## What is needed:
From the data, copy out every line in which the word "inventory" appears.

## Source data:

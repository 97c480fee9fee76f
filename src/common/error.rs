use axum::{
    http::StatusCode,
    response::{IntoResponse, Response},
    Json,
};
use serde_json::json;
use thiserror::Error;

use crate::common::i18n::I18n;
use crate::middleware::i18n::Locale;

#[derive(Debug, Error)]
pub enum AppError {
    #[error("Validation failed")]
    ValidationError(#[from] validator::ValidationErrors),

    // Body that never reached validation; `status` is the one axum chose.
    #[error("Malformed request body: {reason}")]
    MalformedBody { status: StatusCode, reason: String },

    #[error("Store or product not found")]
    StoreOrProductNotFound,

    #[error("Product {0} is not active")]
    ProductUnavailable(String),

    #[error("Product {0} has no recipe")]
    NoRecipe(String),

    #[error("Insufficient stock of {0}")]
    InsufficientStock(String),

    #[error("Store or ingredient not found")]
    StoreOrIngredientNotFound,

    #[error("Stock would exceed the storable maximum")]
    StockOutOfRange,

    // Storage failure (connectivity, constraint, transaction).
    #[error("Database error: {0}")]
    DatabaseError(#[from] sqlx::Error),

    #[error("Operation timed out")]
    Timeout,

    #[error("Internal server error: {0}")]
    InternalServerError(#[from] anyhow::Error),
}

/// The error shape that actually leaves the server, already localized.
#[derive(Debug)]
pub struct ApiError {
    pub status: StatusCode,
    pub message: String,
    pub details: Option<serde_json::Value>,
}

impl AppError {
    pub fn status(&self) -> StatusCode {
        match self {
            AppError::ValidationError(_)
            | AppError::ProductUnavailable(_)
            | AppError::NoRecipe(_)
            | AppError::InsufficientStock(_)
            | AppError::StockOutOfRange => StatusCode::BAD_REQUEST,
            AppError::StoreOrProductNotFound | AppError::StoreOrIngredientNotFound => {
                StatusCode::NOT_FOUND
            }
            AppError::MalformedBody { status, .. } => *status,
            AppError::Timeout => StatusCode::SERVICE_UNAVAILABLE,
            AppError::DatabaseError(_) | AppError::InternalServerError(_) => {
                StatusCode::INTERNAL_SERVER_ERROR
            }
        }
    }

    pub fn to_api_error(self, locale: &Locale, i18n: &I18n) -> ApiError {
        let lang = locale.0.as_str();
        let status = self.status();

        let (message, details) = match &self {
            AppError::ValidationError(errors) => {
                let mut details = serde_json::Map::new();
                for (field, field_errors) in errors.field_errors() {
                    let messages: Vec<String> = field_errors
                        .iter()
                        .map(|e| match &e.message {
                            Some(m) => m.to_string(),
                            None => e.code.to_string(),
                        })
                        .collect();
                    details.insert(field.to_string(), json!(messages));
                }
                (i18n.get(lang, "request.invalid"), Some(serde_json::Value::Object(details)))
            }
            AppError::MalformedBody { reason, .. } => {
                (i18n.format(lang, "request.malformed", reason), None)
            }
            AppError::StoreOrProductNotFound => (i18n.get(lang, "order.not_found"), None),
            AppError::ProductUnavailable(name) => {
                (i18n.format(lang, "order.product_unavailable", name), None)
            }
            AppError::NoRecipe(name) => (i18n.format(lang, "order.no_recipe", name), None),
            AppError::InsufficientStock(name) => {
                (i18n.format(lang, "order.insufficient_stock", name), None)
            }
            AppError::StoreOrIngredientNotFound => (i18n.get(lang, "inventory.not_found"), None),
            AppError::StockOutOfRange => (i18n.get(lang, "inventory.out_of_range"), None),
            AppError::Timeout => {
                tracing::error!(error = %self, "request timed out");
                (i18n.get(lang, "server.timeout"), None)
            }
            AppError::DatabaseError(_) | AppError::InternalServerError(_) => {
                // Details stay in the log, never in the response.
                tracing::error!(error = %self, "internal server error");
                (i18n.get(lang, "server.error"), None)
            }
        };

        ApiError { status, message, details }
    }
}

impl IntoResponse for ApiError {
    fn into_response(self) -> Response {
        let body = match self.details {
            Some(details) => json!({ "detail": self.message, "fields": details }),
            None => json!({ "detail": self.message }),
        };
        (self.status, Json(body)).into_response()
    }
}

#[cfg(test)]
mod tests {
    use super::*;
    use validator::Validate;

    #[derive(Validate)]
    struct Line {
        #[validate(range(min = 1, message = "must be at least 1"))]
        quantity: i32,
    }

    fn en() -> Locale {
        Locale("en".to_string())
    }

    #[test]
    fn client_errors_map_to_4xx() {
        assert_eq!(AppError::StoreOrProductNotFound.status(), StatusCode::NOT_FOUND);
        assert_eq!(AppError::NoRecipe("Latte".into()).status(), StatusCode::BAD_REQUEST);
        assert_eq!(
            AppError::InsufficientStock("Milk".into()).status(),
            StatusCode::BAD_REQUEST
        );
        assert_eq!(AppError::StockOutOfRange.status(), StatusCode::BAD_REQUEST);
    }

    #[test]
    fn malformed_body_keeps_its_status_and_reason() {
        let err = AppError::MalformedBody {
            status: StatusCode::UNPROCESSABLE_ENTITY,
            reason: "missing field `store_id`".into(),
        };
        let api = err.to_api_error(&en(), &I18n::new());

        assert_eq!(api.status, StatusCode::UNPROCESSABLE_ENTITY);
        assert_eq!(api.message, "The request body could not be read: missing field `store_id`");
    }

    #[test]
    fn storage_failures_map_to_5xx() {
        assert_eq!(
            AppError::DatabaseError(sqlx::Error::PoolTimedOut).status(),
            StatusCode::INTERNAL_SERVER_ERROR
        );
        assert_eq!(AppError::Timeout.status(), StatusCode::SERVICE_UNAVAILABLE);
    }

    #[test]
    fn insufficient_stock_names_the_ingredient() {
        let api = AppError::InsufficientStock("Milk".into()).to_api_error(&en(), &I18n::new());
        assert_eq!(api.message, "Out of stock: Milk");
    }

    #[test]
    fn database_error_does_not_leak_details() {
        let api = AppError::DatabaseError(sqlx::Error::PoolTimedOut)
            .to_api_error(&en(), &I18n::new());
        assert_eq!(api.message, "An unexpected error occurred");
        assert!(api.details.is_none());
    }

    #[test]
    fn validation_errors_carry_field_details() {
        let errors = Line { quantity: 0 }.validate().unwrap_err();
        let api = AppError::ValidationError(errors).to_api_error(&en(), &I18n::new());

        assert_eq!(api.status, StatusCode::BAD_REQUEST);
        assert_eq!(
            api.details.unwrap(),
            json!({ "quantity": ["must be at least 1"] })
        );
    }
}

## Written solution:
            AppError::StoreOrIngredientNotFound => (i18n.get(lang, "inventory.not_found"), None),
            AppError::StockOutOfRange => (i18n.get(lang, "inventory.out_of_range"), None),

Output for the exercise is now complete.